Okay, I’ve just stated the obvious. Anyone who has led a group or organization knows that tough times and tough decisions are inevitable. The issue is not whether leaders will find themselves under pressure; the issue is how leaders will handle pressure. Allow me to offer ten suggestions.
1. Avoid spiritual slippage.
Many effective leaders are incredibly focused on their work, so much so that they neglect their spiritual disciplines. Leaders under pressure must depend more on prayer, they must spend more time in the Word, and they must realize their wisdom and their strength come from God.
2. Avoid family slippage.
Busy leaders sometimes neglect their families. Such leaders under pressure often disregard the most important people in their lives. Great leaders must first be the right kind of leader in their homes.
3. Avoid physical slippage.
I recently had my annual physical, and my physician once again reminded me that I needed to remain diligent in my exercising and eating habits. He noted there is no way I can sustain the energy necessary to cope with the pressures of my job unless I am taking care of my body.
4. Love those you lead.
Sometimes, the pressure in leadership is great because we don’t first love those we lead. Indeed, we aren’t really leaders at all unless we demonstrate Christ’s love to those who are under our leadership.
5. Be transparent.
It takes so much more unnecessary energy to be someone we’re not.

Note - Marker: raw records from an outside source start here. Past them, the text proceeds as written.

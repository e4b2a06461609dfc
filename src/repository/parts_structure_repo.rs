// ==========================================
// 零部件供应链溯源系统 - 部品構成数据仓储
// ==========================================
// 语义: parts_structures 为 BOM 边表, (trace_id, parent_trace_id) 复合主键
// 约定: 根零件持有 parent_trace_id = nil-UUID 的边
// 红线: 只提供一级结构访问, 不做递归遍历
// ==========================================

use crate::domain::part::{Part, PartsStructure, PartsStructureEdge};
use crate::repository::datastore::{
    format_datetime, parse_datetime_text, parse_opt_datetime_text, parse_uuid_text, Datastore,
};
use crate::repository::error::RepositoryResult;
use crate::repository::parts_repo::{map_part_row, PART_COLUMNS};
use crate::repository::sql_builder::build_upsert_sql;
use rusqlite::types::Value;
use rusqlite::{params, Transaction};
use uuid::Uuid;

/// parts_structures 表的 SELECT 列清单
const EDGE_COLUMNS: &str = "trace_id, parent_trace_id, \
     created_at, created_user_id, updated_at, updated_user_id, deleted_at";

// ==========================================
// PartsStructureRepository - 部品構成仓储
// ==========================================
pub struct PartsStructureRepository {
    store: Datastore,
}

impl PartsStructureRepository {
    /// 创建新的部品構成仓储
    pub fn new(store: Datastore) -> Self {
        Self { store }
    }

    // ==========================================
    // 读取操作
    // ==========================================

    /// 查询一级结构（父件 + 直接子件）
    ///
    /// # 参数
    /// - `trace_id`: 父件溯源标识
    /// - `operator_id`: 事业者标识（父件与子件都限定在该事业者范围内）
    ///
    /// # 返回
    /// - `Ok(PartsStructure)`: 子件按 trace_id 升序
    /// - `Err(NotFound)`: 父件不存在
    pub fn find_structure(
        &self,
        trace_id: &Uuid,
        operator_id: &Uuid,
    ) -> RepositoryResult<PartsStructure> {
        let conn = self.store.get_conn()?;

        let parent = conn.query_row(
            &format!(
                "SELECT {} FROM parts \
                 WHERE trace_id = ?1 AND operator_id = ?2 AND deleted_at IS NULL",
                PART_COLUMNS
            ),
            params![trace_id.to_string(), operator_id.to_string()],
            map_part_row,
        )?;

        let mut stmt = conn.prepare(&format!(
            "SELECT {} FROM parts \
             WHERE operator_id = ?1 \
               AND deleted_at IS NULL \
               AND trace_id IN (SELECT trace_id FROM parts_structures \
                                WHERE parent_trace_id = ?2 AND deleted_at IS NULL) \
             ORDER BY trace_id ASC",
            PART_COLUMNS
        ))?;

        let children = stmt
            .query_map(
                params![operator_id.to_string(), trace_id.to_string()],
                map_part_row,
            )?
            .collect::<Result<Vec<_>, _>>()?;

        Ok(PartsStructure { parent, children })
    }

    /// 按子件溯源标识查询构成边
    ///
    /// # 返回
    /// - `Ok(PartsStructureEdge)`: 找到边（一个零部件至多一条父边）
    /// - `Err(NotFound)`: 不存在
    pub fn find_edge_by_trace_id(&self, trace_id: &Uuid) -> RepositoryResult<PartsStructureEdge> {
        let conn = self.store.get_conn()?;

        let edge = conn.query_row(
            &format!(
                "SELECT {} FROM parts_structures \
                 WHERE trace_id = ?1 AND deleted_at IS NULL \
                 ORDER BY parent_trace_id ASC LIMIT 1",
                EDGE_COLUMNS
            ),
            params![trace_id.to_string()],
            map_edge_row,
        )?;

        Ok(edge)
    }

    // ==========================================
    // 写入操作
    // ==========================================

    /// 整体落库一级结构（父件 + 子件 + 构成边, 单事务）
    ///
    /// # 步骤
    /// 1. 父件 trace_id 为 nil-UUID 时生成新 UUID
    /// 2. upsert 父件（conflict: trace_id）
    /// 3. upsert 父件根边 (parent.trace_id, nil-UUID)
    /// 4. 逐个子件: nil-UUID 则生成, upsert 子件, upsert 边 (child, parent)
    ///
    /// # 返回
    /// - `Ok(PartsStructure)`: 落库后的结构（含生成的 UUID）
    /// - `Err`: 任一步失败, 全部回滚
    pub fn put_structure(
        &self,
        parent: &Part,
        children: &[Part],
    ) -> RepositoryResult<PartsStructure> {
        let mut stored_parent = parent.clone();
        if stored_parent.trace_id.is_nil() {
            stored_parent.trace_id = Uuid::new_v4();
        }

        let mut stored_children: Vec<Part> = Vec::with_capacity(children.len());
        for child in children {
            let mut stored = child.clone();
            if stored.trace_id.is_nil() {
                stored.trace_id = Uuid::new_v4();
            }
            stored_children.push(stored);
        }

        self.store.in_transaction(|tx| {
            upsert_part(tx, &stored_parent)?;
            upsert_edge(tx, &stored_parent, &Uuid::nil())?;

            for child in &stored_children {
                upsert_part(tx, child)?;
                upsert_edge(tx, child, &stored_parent.trace_id)?;
            }

            Ok(())
        })?;

        tracing::debug!(
            "部品構成落库: parent={} children={}",
            stored_parent.trace_id,
            stored_children.len()
        );

        Ok(PartsStructure {
            parent: stored_parent,
            children: stored_children,
        })
    }

    /// 按子件溯源标识物理删除构成边
    pub fn delete_by_trace_id(&self, trace_id: &Uuid) -> RepositoryResult<usize> {
        self.store.hard_delete(
            "parts_structures",
            "trace_id = ?",
            vec![Value::from(trace_id.to_string())],
        )
    }
}

// ==========================================
// upsert 原语
// ==========================================

/// upsert 零部件行（conflict: trace_id, 不覆盖创建审计）
fn upsert_part(tx: &Transaction<'_>, part: &Part) -> RepositoryResult<()> {
    let sql = build_upsert_sql(
        "parts",
        &[
            "trace_id",
            "operator_id",
            "plant_id",
            "parts_name",
            "support_parts_name",
            "terminated_flag",
            "amount_required",
            "amount_required_unit",
            "parts_label_name",
            "parts_add_info1",
            "parts_add_info2",
            "parts_add_info3",
            "created_at",
            "created_user_id",
            "updated_at",
            "updated_user_id",
        ],
        &["trace_id"],
        &[
            "operator_id",
            "plant_id",
            "parts_name",
            "support_parts_name",
            "terminated_flag",
            "amount_required",
            "amount_required_unit",
            "parts_label_name",
            "parts_add_info1",
            "parts_add_info2",
            "parts_add_info3",
            "updated_at",
            "updated_user_id",
        ],
    );

    tx.execute(
        &sql,
        params![
            part.trace_id.to_string(),
            part.operator_id.to_string(),
            part.plant_id.to_string(),
            part.parts_name,
            part.support_parts_name,
            part.terminated_flag,
            part.amount_required,
            part.amount_required_unit.map(|u| u.to_string()),
            part.parts_label_name,
            part.parts_add_info1,
            part.parts_add_info2,
            part.parts_add_info3,
            format_datetime(part.created_at),
            part.created_user_id,
            format_datetime(part.updated_at),
            part.updated_user_id,
        ],
    )?;

    Ok(())
}

/// upsert 构成边（conflict: 复合主键, 只刷新更新审计）
fn upsert_edge(tx: &Transaction<'_>, part: &Part, parent_trace_id: &Uuid) -> RepositoryResult<()> {
    let sql = build_upsert_sql(
        "parts_structures",
        &[
            "trace_id",
            "parent_trace_id",
            "created_at",
            "created_user_id",
            "updated_at",
            "updated_user_id",
        ],
        &["trace_id", "parent_trace_id"],
        &["updated_at", "updated_user_id"],
    );

    tx.execute(
        &sql,
        params![
            part.trace_id.to_string(),
            parent_trace_id.to_string(),
            format_datetime(part.created_at),
            part.created_user_id,
            format_datetime(part.updated_at),
            part.updated_user_id,
        ],
    )?;

    Ok(())
}

// ==========================================
// 行映射
// ==========================================

/// 映射数据库行到 PartsStructureEdge（列序与 EDGE_COLUMNS 一致）
fn map_edge_row(row: &rusqlite::Row<'_>) -> rusqlite::Result<PartsStructureEdge> {
    Ok(PartsStructureEdge {
        trace_id: parse_uuid_text(&row.get::<_, String>(0)?),
        parent_trace_id: parse_uuid_text(&row.get::<_, String>(1)?),
        created_at: parse_datetime_text(&row.get::<_, String>(2)?),
        created_user_id: row.get(3)?,
        updated_at: parse_datetime_text(&row.get::<_, String>(4)?),
        updated_user_id: row.get(5)?,
        deleted_at: parse_opt_datetime_text(row.get(6)?),
    })
}

// ==========================================
// 单元测试
// ==========================================
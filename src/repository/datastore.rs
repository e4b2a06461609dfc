// ==========================================
// 零部件供应链溯源系统 - 持久化网关
// ==========================================
// 职责: 持有共享数据库连接, 提供事务/软删除/物理删除原语
// 红线: 网关不含业务逻辑; 失败时原样上抛驱动错误, 不做重试
// ==========================================

use crate::db::{
    configure_sqlite_connection, init_schema, open_sqlite_connection, read_schema_version,
    CURRENT_SCHEMA_VERSION,
};
use crate::repository::error::{RepositoryError, RepositoryResult};
use chrono::{NaiveDate, NaiveDateTime, Utc};
use rusqlite::types::Value;
use rusqlite::{params_from_iter, Connection, Transaction};
use std::sync::{Arc, Mutex, MutexGuard};
use uuid::Uuid;

// ==========================================
// Datastore - 持久化网关
// ==========================================
// 并发模型: 多个请求处理器共享同一连接, Mutex 串行化访问;
// 事务期间持锁, 回调内不得执行长耗时操作
#[derive(Clone)]
pub struct Datastore {
    conn: Arc<Mutex<Connection>>,
}

impl Datastore {
    /// 打开数据库文件并应用统一 PRAGMA
    ///
    /// 说明: schema_version 与代码期望不一致时仅告警, 不做自动迁移
    pub fn open(db_path: &str) -> RepositoryResult<Self> {
        let conn = open_sqlite_connection(db_path)
            .map_err(|e| RepositoryError::DatabaseQueryError(e.to_string()))?;

        match read_schema_version(&conn) {
            Ok(Some(v)) if v != CURRENT_SCHEMA_VERSION => {
                tracing::warn!(
                    "schema_version 不一致: 期望 {}, 实际 {} (路径: {})",
                    CURRENT_SCHEMA_VERSION,
                    v,
                    db_path
                );
            }
            Ok(None) => {
                tracing::warn!("schema 未初始化: {} (请先运行 reset-traceability-db)", db_path);
            }
            _ => {}
        }

        Ok(Self {
            conn: Arc::new(Mutex::new(conn)),
        })
    }

    /// 打开内存数据库并初始化 schema（测试/维护工具用）
    pub fn open_in_memory() -> RepositoryResult<Self> {
        let conn = Connection::open_in_memory()?;
        configure_sqlite_connection(&conn)?;
        init_schema(&conn)?;

        Ok(Self {
            conn: Arc::new(Mutex::new(conn)),
        })
    }

    /// 从已有连接创建网关（连接需已应用统一 PRAGMA）
    pub fn from_connection(conn: Arc<Mutex<Connection>>) -> Self {
        Self { conn }
    }

    /// 获取共享连接句柄（供各仓储共用同一连接）
    pub fn connection(&self) -> Arc<Mutex<Connection>> {
        self.conn.clone()
    }

    /// 获取数据库连接（仓储层共用）
    pub(crate) fn get_conn(&self) -> RepositoryResult<MutexGuard<'_, Connection>> {
        self.conn
            .lock()
            .map_err(|e| RepositoryError::LockError(e.to_string()))
    }

    /// 在单个事务内执行回调
    ///
    /// # 语义
    /// - 回调返回 Ok: 提交全部写入
    /// - 回调返回 Err: 回滚全部写入, 错误原样上抛
    pub fn in_transaction<T, F>(&self, f: F) -> RepositoryResult<T>
    where
        F: FnOnce(&Transaction<'_>) -> RepositoryResult<T>,
    {
        let conn = self.get_conn()?;
        let tx = conn.unchecked_transaction()?;

        let result = f(&tx)?;

        tx.commit()
            .map_err(|e| RepositoryError::DatabaseTransactionError(e.to_string()))?;
        Ok(result)
    }

    /// 软删除: 设置 deleted_at = now（已软删除的行不重复打标）
    pub fn soft_delete(
        tx: &Transaction<'_>,
        table: &str,
        predicate: &str,
        predicate_params: Vec<Value>,
    ) -> RepositoryResult<usize> {
        let sql = format!(
            "UPDATE {} SET deleted_at = ? WHERE {} AND deleted_at IS NULL",
            table, predicate
        );

        let mut params: Vec<Value> = vec![Value::from(format_datetime(now()))];
        params.extend(predicate_params);

        let rows = tx.execute(&sql, params_from_iter(params.iter()))?;
        Ok(rows)
    }

    /// 物理删除: 无视软删除标记直接移除行
    ///
    /// 失败时包装为契约文案
    /// "failed to physically delete record from table <table> : <cause>"
    pub fn hard_delete(
        &self,
        table: &str,
        predicate: &str,
        predicate_params: Vec<Value>,
    ) -> RepositoryResult<usize> {
        let conn = self.get_conn()?;
        Self::execute_hard_delete(&conn, table, predicate, predicate_params)
    }

    /// 物理删除（事务内版本）
    pub fn hard_delete_tx(
        tx: &Transaction<'_>,
        table: &str,
        predicate: &str,
        predicate_params: Vec<Value>,
    ) -> RepositoryResult<usize> {
        Self::execute_hard_delete(tx, table, predicate, predicate_params)
    }

    fn execute_hard_delete(
        conn: &Connection,
        table: &str,
        predicate: &str,
        predicate_params: Vec<Value>,
    ) -> RepositoryResult<usize> {
        let sql = format!("DELETE FROM {} WHERE {}", table, predicate);

        let rows = conn
            .execute(&sql, params_from_iter(predicate_params.iter()))
            .map_err(|e| RepositoryError::physical_delete(table, e))?;
        Ok(rows)
    }
}

// ==========================================
// 行值解析辅助函数
// ==========================================
// 约定: TEXT 存储的 UUID/时间戳, 损坏值按教条退化为默认值,
// 读取路径不因历史脏数据中断

/// 当前时间（UTC, 秒精度与落库格式一致）
pub fn now() -> NaiveDateTime {
    Utc::now().naive_utc()
}

/// 时间戳落库格式化 (YYYY-MM-DD HH:MM:SS)
pub fn format_datetime(t: NaiveDateTime) -> String {
    t.format("%Y-%m-%d %H:%M:%S").to_string()
}

/// 日期落库格式化 (YYYY-MM-DD)
pub fn format_date(d: NaiveDate) -> String {
    d.format("%Y-%m-%d").to_string()
}

/// 解析 TEXT 存储的 UUID（损坏值退化为 nil-UUID）
pub fn parse_uuid_text(s: &str) -> Uuid {
    Uuid::parse_str(s).unwrap_or_default()
}

/// 解析可空 UUID 列
pub fn parse_opt_uuid_text(s: Option<String>) -> Option<Uuid> {
    s.map(|v| parse_uuid_text(&v))
}

/// 解析 TEXT 存储的时间戳
pub fn parse_datetime_text(s: &str) -> NaiveDateTime {
    NaiveDateTime::parse_from_str(s, "%Y-%m-%d %H:%M:%S")
        .unwrap_or_else(|_| NaiveDateTime::default())
}

/// 解析可空时间戳列
pub fn parse_opt_datetime_text(s: Option<String>) -> Option<NaiveDateTime> {
    s.map(|v| parse_datetime_text(&v))
}

/// 解析可空日期列
pub fn parse_opt_date_text(s: Option<String>) -> Option<NaiveDate> {
    s.and_then(|v| NaiveDate::parse_from_str(&v, "%Y-%m-%d").ok())
}

// ==========================================
// 单元测试
// ==========================================
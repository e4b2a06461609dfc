// ==========================================
// 零部件供应链溯源系统 - 数据库重置与演示数据种子工具
// ==========================================
// 用法: reset-traceability-db [db_path]
// 行为: 备份既有数据库文件 → 重建 schema → 写入演示数据
// ==========================================

use chrono::Utc;
use rusqlite::params;
use std::error::Error;
use std::fs;
use std::path::Path;
use uuid::Uuid;

use cfp_traceability::config::default_db_path;
use cfp_traceability::db::{init_schema, open_sqlite_connection, read_schema_version};
use cfp_traceability::domain::types::{CfpResponseStatus, RequestType, TradeTreeStatus};
use cfp_traceability::domain::{Part, RequestStatus, Trade, TradeRequest};
use cfp_traceability::repository::datastore::now;
use cfp_traceability::repository::{Datastore, PartsStructureRepository, TradeRepository};

const SEED_USER: &str = "seed";

fn main() -> Result<(), Box<dyn Error>> {
    cfp_traceability::logging::init();

    let db_path = std::env::args().nth(1).unwrap_or_else(default_db_path);

    backup_and_reset_db(&db_path)?;

    let conn = open_sqlite_connection(&db_path)?;
    init_schema(&conn)?;
    tracing::info!(
        "schema 已重建: {} (version={:?})",
        db_path,
        read_schema_version(&conn)?
    );

    let store = Datastore::open(&db_path)?;
    seed_demo_data(&store)?;
    print_quick_counts(&store)?;

    Ok(())
}

/// 备份既有数据库文件后删除（含 -wal / -shm 附属文件）
fn backup_and_reset_db(db_path: &str) -> Result<(), Box<dyn Error>> {
    if Path::new(db_path).exists() {
        let backup_path = format!("{}.{}.bak", db_path, Utc::now().format("%Y%m%d%H%M%S"));
        fs::copy(db_path, &backup_path)?;
        fs::remove_file(db_path)?;
        tracing::info!("既有数据库已备份: {}", backup_path);
    }

    for suffix in ["-wal", "-shm"] {
        let sidecar = format!("{}{}", db_path, suffix);
        if Path::new(&sidecar).exists() {
            fs::remove_file(&sidecar)?;
        }
    }

    if let Some(parent) = Path::new(db_path).parent() {
        if !parent.as_os_str().is_empty() {
            fs::create_dir_all(parent)?;
        }
    }

    Ok(())
}

/// 写入演示数据: 两个事业者、一个零部件树、一个待回答的取引依赖
fn seed_demo_data(store: &Datastore) -> Result<(), Box<dyn Error>> {
    let downstream_operator = Uuid::new_v4();
    let upstream_operator = Uuid::new_v4();
    let plant = Uuid::new_v4();

    // 零部件树: B01 与其子件 B01-1 / B01-2
    let structure_repo = PartsStructureRepository::new(store.clone());
    let parent = make_seed_part(downstream_operator, plant, "B01", None);
    let children = vec![
        make_seed_part(downstream_operator, plant, "B01", Some("B01-1")),
        make_seed_part(downstream_operator, plant, "B01", Some("B01-2")),
    ];
    let structure = structure_repo.put_structure(&parent, &children)?;
    tracing::info!(
        "零部件树已写入: parent={} children={}",
        structure.parent.trace_id,
        structure.children.len()
    );

    // 待回答的取引依赖
    let trade_repo = TradeRepository::new(store.clone());
    let trade = Trade {
        trade_id: Uuid::new_v4(),
        downstream_operator_id: downstream_operator,
        downstream_trace_id: structure.children[0].trace_id,
        upstream_operator_id: Some(upstream_operator),
        upstream_trace_id: None,
        trade_date: Some(Utc::now().date_naive()),
        created_at: now(),
        created_user_id: SEED_USER.to_string(),
        updated_at: now(),
        updated_user_id: SEED_USER.to_string(),
        deleted_at: None,
    };
    let status = RequestStatus {
        status_id: Uuid::new_v4(),
        trade_id: trade.trade_id,
        cfp_response_status: CfpResponseStatus::Pending,
        trade_tree_status: TradeTreeStatus::Unterminated,
        message: Some("CFP の提供をお願いします".to_string()),
        reply_message: None,
        request_type: RequestType::Cfp,
        response_due_date: None,
        completed_count: None,
        completed_count_modified_at: None,
        trades_count: None,
        trades_count_modified_at: None,
        created_at: now(),
        created_user_id: SEED_USER.to_string(),
        updated_at: now(),
        updated_user_id: SEED_USER.to_string(),
        deleted_at: None,
    };
    let pair = trade_repo.put_request(&TradeRequest { trade, status })?;
    tracing::info!(
        "取引依赖已写入: trade_id={} status_id={}",
        pair.trade.trade_id,
        pair.status.status_id
    );

    Ok(())
}

fn make_seed_part(
    operator_id: Uuid,
    plant_id: Uuid,
    parts_name: &str,
    support_parts_name: Option<&str>,
) -> Part {
    Part {
        trace_id: Uuid::nil(), // put_structure 生成
        operator_id,
        plant_id,
        parts_name: parts_name.to_string(),
        support_parts_name: support_parts_name.map(|s| s.to_string()),
        terminated_flag: false,
        amount_required: Some(1.0),
        amount_required_unit: Some(cfp_traceability::AmountRequiredUnit::Kilogram),
        parts_label_name: None,
        parts_add_info1: None,
        parts_add_info2: None,
        parts_add_info3: None,
        created_at: now(),
        created_user_id: SEED_USER.to_string(),
        updated_at: now(),
        updated_user_id: SEED_USER.to_string(),
        deleted_at: None,
    }
}

/// 打印各表行数, 便于快速确认种子结果
fn print_quick_counts(store: &Datastore) -> Result<(), Box<dyn Error>> {
    let conn = store.connection();
    let guard = conn.lock().map_err(|e| e.to_string())?;

    for table in [
        "parts",
        "parts_structures",
        "cfp_infomation",
        "cfp_certificates",
        "trades",
        "request_status",
    ] {
        let count: i64 = guard.query_row(
            &format!("SELECT COUNT(*) FROM {}", table),
            params![],
            |row| row.get(0),
        )?;
        tracing::info!("{}: {} 行", table, count);
    }

    Ok(())
}
// ==========================================
// 零部件供应链溯源系统 - 数据库配置
// ==========================================
// 职责: 数据库文件路径解析（环境变量优先, 其次用户数据目录）
// ==========================================

use std::path::PathBuf;

use crate::db::DEFAULT_BUSY_TIMEOUT_MS;

/// 数据访问层连接配置
#[derive(Debug, Clone)]
pub struct DatabaseConfig {
    /// 数据库文件路径
    pub db_path: String,
    /// busy_timeout（毫秒）
    pub busy_timeout_ms: u64,
}

impl DatabaseConfig {
    /// 以默认路径与默认超时构造配置
    pub fn new(db_path: impl Into<String>) -> Self {
        Self {
            db_path: db_path.into(),
            busy_timeout_ms: DEFAULT_BUSY_TIMEOUT_MS,
        }
    }
}

impl Default for DatabaseConfig {
    fn default() -> Self {
        Self::new(default_db_path())
    }
}

/// 解析默认数据库文件路径
///
/// # 优先级
/// 1. 环境变量 CFP_TRACEABILITY_DB（便于调试/测试/CI）
/// 2. 用户数据目录下的 cfp-traceability/traceability.db
/// 3. 当前目录回退值 ./traceability.db
pub fn default_db_path() -> String {
    // 允许通过环境变量显式指定 DB 路径（便于调试/测试/CI）
    if let Ok(path) = std::env::var("CFP_TRACEABILITY_DB") {
        let trimmed = path.trim();
        if !trimmed.is_empty() {
            return trimmed.to_string();
        }
    }

    // 先给一个默认回退值，后续如果能拿到 data_dir 再覆盖
    let mut path = PathBuf::from("./traceability.db");

    if let Some(data_dir) = dirs::data_dir() {
        // 开发环境使用独立目录，避免污染生产数据
        #[cfg(debug_assertions)]
        {
            path = data_dir.join("cfp-traceability-dev");
        }

        #[cfg(not(debug_assertions))]
        {
            path = data_dir.join("cfp-traceability");
        }

        path = path.join("traceability.db");
    }

    path.to_string_lossy().to_string()
}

Transparency means we are authentic and lead with integrity.
6. Admit and deal with mistakes quickly.
As I write this article, I am dealing with a tough issue where I made a leadership mistake. I have admitted my mistake and now feel the freedom to move forward. If we postpone tough decisions or if we do not own up to our mistakes, the pressure will only get worse.
7. Be accountable.
Every leader needs accountability to someone or to some group. Those persons should always be checking our actions and our motives. And when we face either internal or external pressures, these persons are among the first who can help us.
8. Use fun and levity as a balance.
Many leaders take themselves too seriously. We need to lighten up and laugh more. A truly joyous person can withstand almost any pressure.
9. Have a longer-term perspective.
The crisis of the moment often makes us feel as if our world is about to end. But leaders who understand that most issues will take care of themselves in time are better equipped to deal with the seemingly heavy burdens of the present.
10. Have an outside interest as an alternative focus.
I have three major outside interests: my grandchildren, reading, and Alabama football. When I am playing with one of my grandchildren, for example, I feel as if all the pressures I was feeling are really not that bad after all. Those grandchildren give me a healthy perspective.
Leadership is indeed difficult. And good leaders will always feel pressures and have problems they must address. But the most effective leaders will deal in healthy ways with those pressures and, as a result, be healthier leaders themselves.